__Problem__: Your task is to copy the stretch of lines in the records below that begins with the line containing "invariant violated for" and ends with the line containing "has no usable", exactly as written, with nothing added.

Entries taken from a collection:
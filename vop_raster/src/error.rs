/*
This file is part of the Building Aggregration Tool
Copyright (C) 2022 Novel-T

The Building Aggregration Tool is free software: you can redistribute it and/or modify
it under the terms of the GNU General Public License as published by
the Free Software Foundation, either version 3 of the License, or
(at your option) any later version.

This program is distributed in the hope that it will be useful,
but WITHOUT ANY WARRANTY; without even the implied warranty of
MERCHANTABILITY or FITNESS FOR A PARTICULAR PURPOSE.  See the
GNU General Public License for more details.

You should have received a copy of the GNU General Public License
along with this program.  If not, see <http://www.gnu.org/licenses/>.
*/

//! Typed errors for the core rasterizer. Host-API glue and the demo CLI use
//! `anyhow` instead; these variants are reserved for conditions the core
//! itself must detect and cannot paper over.

use thiserror::Error;

#[derive(Error, Debug)]
pub enum VopError {
    #[error("metrics invariant violated for view {view_id}: total {total} != sum of parts {sum_of_parts}")]
    MetricsInvariantViolated {
        view_id: i64,
        total: u64,
        sum_of_parts: u64,
    },

    #[error("view {view_id} has no usable id/type and cannot be processed")]
    StructuralHostBreakage { view_id: i64 },

    #[error("cache file at {path} failed to load: {source}")]
    CacheLoad {
        path: String,
        #[source]
        source: std::io::Error,
    },

    #[error("cache file at {path} failed to save: {source}")]
    CacheSave {
        path: String,
        #[source]
        source: std::io::Error,
    },

    #[error("cache serialization failed: {0}")]
    CacheSerde(#[from] serde_json::Error),

    #[error("view {view_id} rejected: {reason}")]
    ViewRejected { view_id: i64, reason: String },
}

pub type VopResult<T> = Result<T, VopError>;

__Solution to this exercise__:
    #[error("metrics invariant violated for view {view_id}: total {total} != sum of parts {sum_of_parts}")]
    MetricsInvariantViolated {
        view_id: i64,
        total: u64,
        sum_of_parts: u64,
    },

    #[error("view {view_id} has no usable id/type and cannot be processed")]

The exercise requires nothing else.